The Intermeccanica Apollo is a different breed of hybrid

“Hybrids!” shouted a friend looking over the rumbling queue at a collector car auction we attended recently. “I’m looking for hybrids.”

What kinds of hybrids might interest a collector?

“I’m not talking about green cars, or a Prius, or anything like that, when I say I’m looking for a hybrid,” my friend explained. “I’m talking about those hybrids that have an Italian body with an American V-8 under the hood.”

Specifically, my friend had his eyes on a 1964 Intermeccanica Apollo, a remarkable mash-up of Italian design and Buick mechanical parts created by a team of dreamers that included a European-born Canadian couple, Frank and Paula Reisner. Intermeccanica, the company they started in 1959 in Turin, Italy, while living out of a Fiat 500, has endured to this day. Their son Henry is now in charge, and it continues producing hand-built classics and replicars from its base in Vancouver, BC.
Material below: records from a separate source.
//! The generic feed poller task.
//!
//! One tokio task per feed, strictly periodic, no backoff and no
//! jitter. Retries are implicit via the next scheduled tick. The fetch
//! is awaited inline in the task, so at most one request per feed is
//! ever in flight.

use crate::error::FeedResult;
use crate::state::FeedSnapshot;
use std::future::Future;
use std::sync::Arc;
use std::time::Duration;
use tokio::sync::{watch, Notify};
use tokio::time::MissedTickBehavior;
use tokio_util::sync::CancellationToken;
use tracing::{debug, warn};

/// One remote data source.
///
/// The poller is generic over the source, which is the test seam: HTTP
/// normalizers in production, scripted stubs in tests.
pub trait FeedSource: Send + Sync + 'static {
    /// Payload produced by a successful fetch.
    type Output: Clone + Send + Sync + 'static;

    /// Fetch one payload.
    fn fetch(&self) -> impl Future<Output = FeedResult<Self::Output>> + Send;
}

/// Per-feed scheduling configuration.
#[derive(Debug, Clone)]
pub struct FeedConfig {
    /// Feed identifier used in logs and metrics labels.
    pub id: String,
    /// Fixed polling interval.
    pub interval: Duration,
}

impl FeedConfig {
    /// Create a feed configuration.
    pub fn new(id: impl Into<String>, interval: Duration) -> Self {
        Self {
            id: id.into(),
            interval,
        }
    }
}

/// Handle to a running feed poller.
///
/// Dropping the handle does not stop the task; `cancel` is the only
/// teardown path and is idempotent.
#[derive(Debug, Clone)]
pub struct FeedHandle<T> {
    id: String,
    rx: watch::Receiver<FeedSnapshot<T>>,
    refresh: Arc<Notify>,
    cancel: CancellationToken,
}

impl<T: Clone> FeedHandle<T> {
    /// Feed identifier.
    #[must_use]
    pub fn id(&self) -> &str {
        &self.id
    }

    /// Current snapshot of the feed.
    #[must_use]
    pub fn snapshot(&self) -> FeedSnapshot<T> {
        self.rx.borrow().clone()
    }

    /// Subscribe to snapshot updates.
    #[must_use]
    pub fn subscribe(&self) -> watch::Receiver<FeedSnapshot<T>> {
        self.rx.clone()
    }

    /// Trigger an immediate fetch without waiting for the next tick.
    ///
    /// The periodic schedule is not shifted: the next regular tick
    /// fires exactly when it would have anyway.
    pub fn force_refresh(&self) {
        self.refresh.notify_one();
    }

    /// Stop the poller. Idempotent.
    ///
    /// An in-flight request is not aborted, but its response is
    /// discarded: no state transition lands after cancellation.
    pub fn cancel(&self) {
        self.cancel.cancel();
    }

    /// Whether the poller has been cancelled.
    #[must_use]
    pub fn is_cancelled(&self) -> bool {
        self.cancel.is_cancelled()
    }
}

/// Spawns feed poller tasks.
pub struct FeedPoller;

impl FeedPoller {
    /// Spawn a poller for one source.
    ///
    /// The first fetch happens immediately; subsequent fetches follow
    /// the configured interval.
    pub fn spawn<S: FeedSource>(config: FeedConfig, source: S) -> FeedHandle<S::Output> {
        let (tx, rx) = watch::channel(FeedSnapshot::idle());
        let refresh = Arc::new(Notify::new());
        let cancel = CancellationToken::new();

        let id = config.id.clone();
        tokio::spawn(poll_loop(
            config,
            source,
            tx,
            Arc::clone(&refresh),
            cancel.clone(),
        ));

        FeedHandle {
            id,
            rx,
            refresh,
            cancel,
        }
    }
}

async fn poll_loop<S: FeedSource>(
    config: FeedConfig,
    source: S,
    tx: watch::Sender<FeedSnapshot<S::Output>>,
    refresh: Arc<Notify>,
    cancel: CancellationToken,
) {
    let mut ticker = tokio::time::interval(config.interval);
    // A slow fetch skips the ticks that elapsed under it instead of
    // bursting to catch up.
    ticker.set_missed_tick_behavior(MissedTickBehavior::Skip);

    loop {
        tokio::select! {
            biased;
            _ = cancel.cancelled() => break,
            _ = ticker.tick() => {}
            _ = refresh.notified() => {
                debug!(feed = %config.id, "Forced refresh");
            }
        }

        tx.send_modify(FeedSnapshot::mark_loading);

        // Race the fetch against cancellation: a late-arriving response
        // must never be applied once the feed is cancelled.
        let result = tokio::select! {
            biased;
            _ = cancel.cancelled() => break,
            result = source.fetch() => result,
        };

        match result {
            Ok(data) => {
                debug!(feed = %config.id, "Fetch succeeded");
                tx.send_modify(|snap| snap.record_success(data));
            }
            Err(e) => {
                let snapshot_after = {
                    tx.send_modify(|snap| snap.record_failure(e.to_string()));
                    tx.borrow().state
                };
                warn!(
                    feed = %config.id,
                    error = %e,
                    state = ?snapshot_after,
                    "Fetch failed, keeping last good data"
                );
            }
        }
    }

    debug!(feed = %config.id, "Feed poller stopped");
}
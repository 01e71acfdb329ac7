use std::collections::{BTreeMap, BTreeSet};

use log::debug;
use thiserror::Error;

use crate::{
    CalculatorError, ComputeConfig, Exercise, Name, SessionId, Weight, WorkingSet, WorkoutSession,
};

#[derive(Error, Debug, PartialEq)]
pub enum ProgramError {
    #[error("workout session id {0} already exists")]
    DuplicateSessionId(SessionId),
}

#[derive(Error, Debug, PartialEq)]
pub enum ComputeError {
    #[error("no baseline for exercise {0}")]
    UnresolvedBaseline(Name),
    #[error("no weight prescription on a set for exercise {0}")]
    MissingPrescription(Name),
}

/// A full training program: per-exercise baselines and an ordered sequence
/// of workout sessions. Owns the compute pass that turns percentage
/// prescriptions into concrete weights.
#[derive(Debug, Clone, PartialEq)]
pub struct Program {
    name: Name,
    best_exercise_values: BTreeMap<Exercise, Weight>,
    workout_sessions: Vec<WorkoutSession>,
}

impl Program {
    #[must_use]
    pub fn new(name: Name) -> Self {
        Self {
            name,
            best_exercise_values: BTreeMap::new(),
            workout_sessions: Vec::new(),
        }
    }

    #[must_use]
    pub fn name(&self) -> &Name {
        &self.name
    }

    #[must_use]
    pub fn best_exercise_values(&self) -> &BTreeMap<Exercise, Weight> {
        &self.best_exercise_values
    }

    #[must_use]
    pub fn best_exercise_value(&self, exercise: &Exercise) -> Option<Weight> {
        self.best_exercise_values.get(exercise).copied()
    }

    #[must_use]
    pub fn workout_sessions(&self) -> &[WorkoutSession] {
        &self.workout_sessions
    }

    #[must_use]
    pub fn session(&self, id: &SessionId) -> Option<&WorkoutSession> {
        self.workout_sessions.iter().find(|s| s.id() == id)
    }

    /// All exercises referenced by any session.
    #[must_use]
    pub fn exercises(&self) -> BTreeSet<&Exercise> {
        self.workout_sessions
            .iter()
            .flat_map(WorkoutSession::exercises)
            .collect()
    }

    /// Appends a session. Session ids are unique within a program; the
    /// session list is unchanged on failure.
    pub fn add_workout_session(
        &mut self,
        workout_session: WorkoutSession,
    ) -> Result<&mut Self, ProgramError> {
        if self
            .workout_sessions
            .iter()
            .any(|s| s.id() == workout_session.id())
        {
            return Err(ProgramError::DuplicateSessionId(
                workout_session.id().clone(),
            ));
        }
        self.workout_sessions.push(workout_session);
        Ok(self)
    }

    /// Inserts or overwrites the baseline for an exercise. Last write wins.
    pub fn add_best_exercise_value(&mut self, exercise: Exercise, value: Weight) -> &mut Self {
        self.best_exercise_values.insert(exercise, value);
        self
    }

    /// Derives the baseline from a logged performance using the configured
    /// one-rep-max calculator, instead of entering it by hand.
    pub fn add_best_exercise_value_from_set(
        &mut self,
        exercise: Exercise,
        performed: &WorkingSet,
        config: &ComputeConfig,
    ) -> Result<&mut Self, CalculatorError> {
        let repetitions = performed
            .repetitions()
            .ok_or(CalculatorError::MissingRepetitions)?;
        let weight = performed.weight().ok_or(CalculatorError::MissingWeight)?;
        let estimate = config.one_rm_calculator.one_rm(repetitions, weight)?;
        debug!(
            "estimated baseline for {exercise}: {estimate} ({} calculator)",
            config.one_rm_calculator.name()
        );
        Ok(self.add_best_exercise_value(exercise, estimate))
    }

    /// Resolves every percentage prescription in every session against the
    /// program's baselines, in document order. Explicit weights are left as
    /// authored, so re-running the pass is idempotent. The program is
    /// unchanged if any set fails to resolve.
    pub fn compute_values(&mut self, config: &ComputeConfig) -> Result<(), ComputeError> {
        debug!(
            "computing values for program {} ({} calculator)",
            self.name,
            config.one_rm_calculator.name()
        );
        let mut workout_sessions = self.workout_sessions.clone();
        for session in &mut workout_sessions {
            session.compute_values(&self.best_exercise_values)?;
        }
        self.workout_sessions = workout_sessions;
        Ok(())
    }
}

#[cfg(test)]
mod tests {
    use assert_approx_eq::assert_approx_eq;
    use pretty_assertions::assert_eq;

    use crate::{Percentage, Reps, SingleExercise, WorkingSet};

    use super::*;

    fn backsquat() -> Exercise {
        Exercise::reps_and_weight("Backsquat").unwrap()
    }

    fn deadlift() -> Exercise {
        Exercise::reps_and_weight("Deadlift").unwrap()
    }

    fn program() -> Program {
        Program::new(Name::new("Test program").unwrap())
    }

    fn session(id: &str) -> WorkoutSession {
        WorkoutSession::new(SessionId::new(id).unwrap())
    }

    fn percentage_set(absolute: f32) -> WorkingSet {
        WorkingSet::reps_and_weight(
            Reps::new(5).unwrap(),
            None,
            Some(Percentage::new(absolute).unwrap()),
            None,
        )
        .unwrap()
    }

    fn session_with_percentage_set(id: &str, exercise: Exercise, absolute: f32) -> WorkoutSession {
        let mut component = SingleExercise::new(exercise);
        component.add_set(percentage_set(absolute)).unwrap();
        let mut session = session(id);
        session.add_component(component);
        session
    }

    fn first_set_weight(program: &Program, session_index: usize) -> Option<Weight> {
        let component = &program.workout_sessions()[session_index].components()[0];
        match component {
            crate::WorkoutComponent::Single(single) => single.sets()[0].weight(),
            crate::WorkoutComponent::Group(_) => None,
        }
    }

    #[test]
    fn test_add_workout_session_rejects_duplicate_ids() {
        let mut program = program();
        program.add_workout_session(session("W1D1")).unwrap();
        program.add_workout_session(session("W1D2")).unwrap();
        assert_eq!(
            program.add_workout_session(session("W1D1")).unwrap_err(),
            ProgramError::DuplicateSessionId(SessionId::new("W1D1").unwrap())
        );
        assert_eq!(program.workout_sessions().len(), 2);
        assert_eq!(program.workout_sessions()[1].id(), &SessionId::new("W1D2").unwrap());
    }

    #[test]
    fn test_add_best_exercise_value_last_write_wins() {
        let mut program = program();
        program.add_best_exercise_value(backsquat(), Weight::new(100.0).unwrap());
        program.add_best_exercise_value(backsquat(), Weight::new(105.0).unwrap());
        assert_eq!(
            program.best_exercise_value(&backsquat()),
            Some(Weight::new(105.0).unwrap())
        );
    }

    #[test]
    fn test_baseline_derived_from_another_exercise() {
        let mut program = program();
        program.add_best_exercise_value(deadlift(), Weight::new(90.0).unwrap());
        let derived = program.best_exercise_value(&deadlift()).unwrap()
            * Percentage::new(0.6).unwrap();
        program.add_best_exercise_value(Exercise::reps_and_weight("Row").unwrap(), derived);
        assert_approx_eq!(
            f32::from(
                program
                    .best_exercise_value(&Exercise::reps_and_weight("Row").unwrap())
                    .unwrap()
            ),
            54.0
        );
    }

    #[test]
    fn test_compute_values_resolves_absolute_percentages() {
        let mut program = program();
        program.add_best_exercise_value(backsquat(), Weight::new(100.0).unwrap());
        program
            .add_workout_session(session_with_percentage_set("W1D1", backsquat(), 0.8))
            .unwrap();
        program.compute_values(&ComputeConfig::default()).unwrap();
        assert_approx_eq!(f32::from(first_set_weight(&program, 0).unwrap()), 80.0);
    }

    #[test]
    fn test_compute_values_is_idempotent() {
        let mut program = program();
        program.add_best_exercise_value(backsquat(), Weight::new(100.0).unwrap());
        program
            .add_workout_session(session_with_percentage_set("W1D1", backsquat(), 0.8))
            .unwrap();
        program.compute_values(&ComputeConfig::default()).unwrap();
        let resolved = program.clone();
        program.compute_values(&ComputeConfig::default()).unwrap();
        assert_eq!(program, resolved);
    }

    #[test]
    fn test_compute_values_leaves_explicit_weights_as_authored() {
        let mut program = program();
        program.add_best_exercise_value(backsquat(), Weight::new(100.0).unwrap());
        let mut component = SingleExercise::new(backsquat());
        component
            .add_set(
                WorkingSet::reps_and_weight(
                    Reps::new(5).unwrap(),
                    Some(Weight::new(77.5).unwrap()),
                    Some(Percentage::new(0.8).unwrap()),
                    None,
                )
                .unwrap(),
            )
            .unwrap();
        let mut s = session("W1D1");
        s.add_component(component);
        program.add_workout_session(s).unwrap();
        program.compute_values(&ComputeConfig::default()).unwrap();
        assert_eq!(
            first_set_weight(&program, 0),
            Some(Weight::new(77.5).unwrap())
        );
    }

    #[test]
    fn test_compute_values_resolves_relative_percentages_against_the_owning_exercise() {
        let mut program = program();
        program.add_best_exercise_value(backsquat(), Weight::new(100.0).unwrap());
        let mut component = SingleExercise::new(backsquat());
        component
            .add_set(
                WorkingSet::reps_and_weight(
                    Reps::new(5).unwrap(),
                    None,
                    None,
                    Some(Percentage::new(0.6).unwrap()),
                )
                .unwrap(),
            )
            .unwrap();
        let mut s = session("W1D1");
        s.add_component(component);
        program.add_workout_session(s).unwrap();
        program.compute_values(&ComputeConfig::default()).unwrap();
        assert_approx_eq!(f32::from(first_set_weight(&program, 0).unwrap()), 60.0);
    }

    #[test]
    fn test_compute_values_fails_without_a_baseline() {
        let mut program = program();
        program.add_best_exercise_value(backsquat(), Weight::new(100.0).unwrap());
        program
            .add_workout_session(session_with_percentage_set("W1D1", backsquat(), 0.8))
            .unwrap();
        program
            .add_workout_session(session_with_percentage_set("W1D2", deadlift(), 0.7))
            .unwrap();
        let authored = program.clone();
        assert_eq!(
            program.compute_values(&ComputeConfig::default()).unwrap_err(),
            ComputeError::UnresolvedBaseline(Name::new("Deadlift").unwrap())
        );
        assert_eq!(program, authored);
    }

    #[test]
    fn test_compute_values_reports_a_set_without_any_prescription() {
        let mut program = program();
        program.add_best_exercise_value(backsquat(), Weight::new(100.0).unwrap());
        let mut component = SingleExercise::new(backsquat());
        component
            .add_set(
                // Bypasses the validating constructor on purpose.
                WorkingSet::RepsAndWeight {
                    repetitions: Reps::new(5).unwrap(),
                    weight: None,
                    absolute_percentage: None,
                    relative_percentage: None,
                    rest_between: None,
                },
            )
            .unwrap();
        let mut s = session("W1D1");
        s.add_component(component);
        program.add_workout_session(s).unwrap();
        assert_eq!(
            program.compute_values(&ComputeConfig::default()).unwrap_err(),
            ComputeError::MissingPrescription(Name::new("Backsquat").unwrap())
        );
    }

    #[test]
    fn test_add_best_exercise_value_from_set() {
        let mut program = program();
        let performed = WorkingSet::reps_and_weight(
            Reps::new(10).unwrap(),
            Some(Weight::new(100.0).unwrap()),
            None,
            None,
        )
        .unwrap();
        program
            .add_best_exercise_value_from_set(backsquat(), &performed, &ComputeConfig::default())
            .unwrap();
        assert_approx_eq!(
            f32::from(program.best_exercise_value(&backsquat()).unwrap()),
            100.0 * 36.0 / 27.0
        );
    }

    #[test]
    fn test_exercises_spans_all_sessions() {
        let mut program = program();
        program
            .add_workout_session(session_with_percentage_set("W1D1", backsquat(), 0.8))
            .unwrap();
        program
            .add_workout_session(session_with_percentage_set("W1D2", deadlift(), 0.7))
            .unwrap();
        assert_eq!(
            program.exercises(),
            std::collections::BTreeSet::from([&backsquat(), &deadlift()])
        );
    }

    #[test]
    fn test_session_lookup() {
        let mut program = program();
        program.add_workout_session(session("W1D1")).unwrap();
        assert!(program.session(&SessionId::new("W1D1").unwrap()).is_some());
        assert!(program.session(&SessionId::new("W2D1").unwrap()).is_none());
    }
}
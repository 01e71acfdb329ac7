use std::collections::BTreeMap;

use log::debug;
use thiserror::Error;

use crate::Exercise;

#[derive(Error, Debug, PartialEq)]
pub enum RegistryError {
    #[error("duplicate registry key {0}")]
    DuplicateKey(String),
    #[error("unknown registry key {0}")]
    UnknownKey(String),
}

/// Keyed store of exercise definitions, consulted when a serialized program
/// is loaded. In-memory program construction never needs it; only the
/// serialize/deserialize boundary does. Constructed explicitly and passed by
/// reference, so tests and callers can hold isolated registries.
#[derive(Debug, Default, Clone, PartialEq)]
pub struct ExerciseRegistry {
    exercises: BTreeMap<String, Exercise>,
}

impl ExerciseRegistry {
    #[must_use]
    pub fn new() -> Self {
        Self::default()
    }

    /// Registers an exercise under its canonical key. Re-registering the
    /// identical definition is an idempotent no-op.
    pub fn register(&mut self, exercise: Exercise) -> Result<(), RegistryError> {
        let key = exercise.canonical_key();
        match self.exercises.get(&key) {
            Some(existing) if *existing == exercise => {
                debug!("exercise {key} is already registered");
                Ok(())
            }
            Some(_) => Err(RegistryError::DuplicateKey(key)),
            None => {
                self.exercises.insert(key, exercise);
                Ok(())
            }
        }
    }

    pub fn resolve(&self, key: &str) -> Result<&Exercise, RegistryError> {
        self.exercises
            .get(key)
            .ok_or_else(|| RegistryError::UnknownKey(key.to_string()))
    }

    #[must_use]
    pub fn contains(&self, key: &str) -> bool {
        self.exercises.contains_key(key)
    }

    #[must_use]
    pub fn len(&self) -> usize {
        self.exercises.len()
    }

    #[must_use]
    pub fn is_empty(&self) -> bool {
        self.exercises.is_empty()
    }

    pub fn exercises(&self) -> impl Iterator<Item = &Exercise> {
        self.exercises.values()
    }
}
use std::collections::{BTreeMap, BTreeSet};

use chrono::Duration;
use thiserror::Error;

use crate::{ComputeError, Exercise, Name, SetError, Weight, WorkingSet};

#[derive(Error, Debug, PartialEq)]
pub enum ComponentError {
    #[error(transparent)]
    Set(#[from] SetError),
    #[error("exercise {0} is not part of this group")]
    ExerciseNotInGroup(Name),
    #[error("exercise {0} appears more than once in the group")]
    DuplicateExerciseInGroup(Name),
    #[error("expected {expected} sets (one for each exercise), got {actual}")]
    GroupSetCardinalityMismatch { expected: usize, actual: usize },
}

/// One prescription within a session: either a single exercise with its
/// sets, or a group of exercises performed together (superset/circuit).
#[derive(Debug, Clone, PartialEq)]
pub enum WorkoutComponent {
    Single(SingleExercise),
    Group(ExerciseGroup),
}

impl WorkoutComponent {
    #[must_use]
    pub fn notes(&self) -> Option<&str> {
        match self {
            WorkoutComponent::Single(single) => single.notes(),
            WorkoutComponent::Group(group) => group.notes(),
        }
    }

    #[must_use]
    pub fn exercises(&self) -> BTreeSet<&Exercise> {
        match self {
            WorkoutComponent::Single(single) => BTreeSet::from([single.exercise()]),
            WorkoutComponent::Group(group) => group.exercises().iter().collect(),
        }
    }

    #[must_use]
    pub fn estimated_duration(&self) -> Duration {
        match self {
            WorkoutComponent::Single(single) => single.estimated_duration(),
            WorkoutComponent::Group(group) => group.estimated_duration(),
        }
    }

    pub(crate) fn compute_values(
        &mut self,
        best_exercise_values: &BTreeMap<Exercise, Weight>,
    ) -> Result<(), ComputeError> {
        match self {
            WorkoutComponent::Single(single) => single.compute_values(best_exercise_values),
            WorkoutComponent::Group(group) => group.compute_values(best_exercise_values),
        }
    }
}

impl From<SingleExercise> for WorkoutComponent {
    fn from(value: SingleExercise) -> Self {
        Self::Single(value)
    }
}

impl From<ExerciseGroup> for WorkoutComponent {
    fn from(value: ExerciseGroup) -> Self {
        Self::Group(value)
    }
}

#[derive(Debug, Clone, PartialEq)]
pub struct SingleExercise {
    exercise: Exercise,
    notes: Option<String>,
    sets: Vec<WorkingSet>,
}

impl SingleExercise {
    #[must_use]
    pub fn new(exercise: Exercise) -> Self {
        Self {
            exercise,
            notes: None,
            sets: Vec::new(),
        }
    }

    #[must_use]
    pub fn with_notes(mut self, notes: &str) -> Self {
        self.notes = Some(notes.to_string());
        self
    }

    #[must_use]
    pub fn exercise(&self) -> &Exercise {
        &self.exercise
    }

    #[must_use]
    pub fn notes(&self) -> Option<&str> {
        self.notes.as_deref()
    }

    #[must_use]
    pub fn sets(&self) -> &[WorkingSet] {
        &self.sets
    }

    /// Appends a set after checking it has the shape the exercise requires.
    /// The set list is unchanged on failure.
    pub fn add_set(&mut self, set: WorkingSet) -> Result<&mut Self, ComponentError> {
        self.check_set(&set)?;
        self.sets.push(set);
        Ok(self)
    }

    /// Appends the same set value `n_repeats` times. Zero repeats is a
    /// no-op, not an error.
    pub fn add_repeating_set(
        &mut self,
        n_repeats: u32,
        set: WorkingSet,
    ) -> Result<&mut Self, ComponentError> {
        if n_repeats == 0 {
            return Ok(self);
        }

        self.check_set(&set)?;
        self.sets
            .extend(std::iter::repeat_n(set, n_repeats as usize));
        Ok(self)
    }

    fn check_set(&self, set: &WorkingSet) -> Result<(), ComponentError> {
        if set.kind() == self.exercise.set_kind() {
            Ok(())
        } else {
            Err(SetError::TypeMismatch {
                expected: self.exercise.set_kind(),
            }
            .into())
        }
    }

    #[must_use]
    pub fn estimated_duration(&self) -> Duration {
        self.sets.iter().map(WorkingSet::estimated_duration).sum()
    }

    pub(crate) fn compute_values(
        &mut self,
        best_exercise_values: &BTreeMap<Exercise, Weight>,
    ) -> Result<(), ComputeError> {
        for set in &mut self.sets {
            *set = set.resolved_against(&self.exercise, best_exercise_values)?;
        }
        Ok(())
    }
}

/// Exercises performed together. The atomic group helpers keep the
/// per-exercise set lists aligned round by round; `add_set` appends to a
/// single list and may leave lengths unequal, which is legal.
#[derive(Debug, Clone, PartialEq)]
pub struct ExerciseGroup {
    exercises: Vec<Exercise>,
    notes: Option<String>,
    sets: BTreeMap<Exercise, Vec<WorkingSet>>,
}

impl ExerciseGroup {
    pub fn new(exercises: Vec<Exercise>) -> Result<Self, ComponentError> {
        let mut sets = BTreeMap::new();
        for exercise in &exercises {
            if sets.insert(exercise.clone(), Vec::new()).is_some() {
                return Err(ComponentError::DuplicateExerciseInGroup(
                    exercise.name().clone(),
                ));
            }
        }

        Ok(Self {
            exercises,
            notes: None,
            sets,
        })
    }

    #[must_use]
    pub fn with_notes(mut self, notes: &str) -> Self {
        self.notes = Some(notes.to_string());
        self
    }

    #[must_use]
    pub fn exercises(&self) -> &[Exercise] {
        &self.exercises
    }

    #[must_use]
    pub fn notes(&self) -> Option<&str> {
        self.notes.as_deref()
    }

    #[must_use]
    pub fn sets_for(&self, exercise: &Exercise) -> Option<&[WorkingSet]> {
        self.sets.get(exercise).map(Vec::as_slice)
    }

    /// Appends a set to one member's list only.
    pub fn add_set(
        &mut self,
        set: WorkingSet,
        exercise: &Exercise,
    ) -> Result<&mut Self, ComponentError> {
        if !self.sets.contains_key(exercise) {
            return Err(ComponentError::ExerciseNotInGroup(exercise.name().clone()));
        }
        Self::check_set(&set, exercise)?;
        if let Some(sets) = self.sets.get_mut(exercise) {
            sets.push(set);
        }
        Ok(self)
    }

    /// Appends one set to every member's list. The mapping must cover
    /// exactly the group's exercises; either all lists gain one entry or
    /// none change.
    pub fn add_group_sets(
        &mut self,
        exercise_sets: BTreeMap<Exercise, WorkingSet>,
    ) -> Result<&mut Self, ComponentError> {
        if exercise_sets.len() != self.exercises.len() {
            return Err(ComponentError::GroupSetCardinalityMismatch {
                expected: self.exercises.len(),
                actual: exercise_sets.len(),
            });
        }

        for (exercise, set) in &exercise_sets {
            if !self.sets.contains_key(exercise) {
                return Err(ComponentError::ExerciseNotInGroup(exercise.name().clone()));
            }
            Self::check_set(set, exercise)?;
        }

        for (exercise, set) in exercise_sets {
            if let Some(sets) = self.sets.get_mut(&exercise) {
                sets.push(set);
            }
        }
        Ok(self)
    }

    /// Repeats the atomic group append `n_repeats` times. Zero repeats is a
    /// no-op, not an error.
    pub fn add_repeating_group_sets(
        &mut self,
        n_repeats: u32,
        exercise_sets: BTreeMap<Exercise, WorkingSet>,
    ) -> Result<&mut Self, ComponentError> {
        for _ in 0..n_repeats {
            self.add_group_sets(exercise_sets.clone())?;
        }
        Ok(self)
    }

    fn check_set(set: &WorkingSet, exercise: &Exercise) -> Result<(), ComponentError> {
        if set.kind() == exercise.set_kind() {
            Ok(())
        } else {
            Err(SetError::TypeMismatch {
                expected: exercise.set_kind(),
            }
            .into())
        }
    }

    #[must_use]
    pub fn estimated_duration(&self) -> Duration {
        self.sets
            .values()
            .flatten()
            .map(WorkingSet::estimated_duration)
            .sum()
    }

    pub(crate) fn compute_values(
        &mut self,
        best_exercise_values: &BTreeMap<Exercise, Weight>,
    ) -> Result<(), ComputeError> {
        for exercise in &self.exercises {
            if let Some(sets) = self.sets.get_mut(exercise) {
                for set in sets {
                    *set = set.resolved_against(exercise, best_exercise_values)?;
                }
            }
        }
        Ok(())
    }
}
“We’ve never been a big volume business,” explained Henry Reisner, while on an Intermeccanica owners’ outing on Vancouver Island this summer. “We build classic cars for people who want to enjoy them.”

The voluptuous Apollo, which first appeared in 1962, has proved to be an enduringly classic design, combining visual cues from Ferraris and other classic Italian sports cars of that era. It would remain available, in various guises, for more than a dozen years. Yet, continually stymied by undercapitalized partnerships, underfunded marketing and negligible distributor, dealer and service support, the Apollo has remained an object of automotive desire.

The Reisners got their start building performance parts, and then whole cars, for formula and rally racing. Frank Reisner’s real passion, however, was to create a hand-crafted Italian sports car powered by a reliable American V-8. He thought it would resonate with enthusiasts, especially in the United States.

Power for the Apollo would come from a new aluminum 215-cid Buick V-8 (initially, anyway. Intermeccanica later switched to the Buick 300). The body was designed by another Canadian transplant, Ron Plescia, with fine-tuning from the estimable and prolific Franco Scaglione of Bertone, the Italian design firm.

The body for the sleek car was built in Italy, and final assembly took place in California. The Apollo rode on Buick mechanicals that were engineered by Milt Brown and Newt Davis of Oakland, Calif. (Many of the surprisingly utilitarian Buick parts and pieces would also be used on Rover, Vauxhall and Jensen-Healey cars of the day.)

A prototype was shown at the 1962 New York auto show, where it was a hit. A few dozen Apollo coupes and convertibles were produced, but the Reisners needed wealthy partners to help take the enterprise to the next level. Such partners would prove almost impossible to find, so failure was almost inevitable.

Frank Reisner tried selling through partnerships in California, Texas, North Carolina, New Jersey and Europe.

The Apollo project gave way (in no particular order and under various owners) to the Vetta Ventura, the Griffith, the Omega, the Indra, the Italia and the Torino. Reisner revised the Apollo as a 2+2, but it never went into production.

In the mid-’70s, with a design that was more than a decade old and increasing problems with sourcing engines from American automakers, Reisner abandoned the Apollo project. One of his distributors, Erich Bitter, would carry on the design into the 1980s.

Reisner turned his focus to building replicas of classics like the SS Jaguar, Porsche Speedster and Volkswagen Kubelwagen, relocating his company to Vancouver in 1981. Though Frank Reisner died in 2001, his son Henry continues making Intermeccanica’s exacting replicas of Speedsters, Roadsters and Kubelwagens.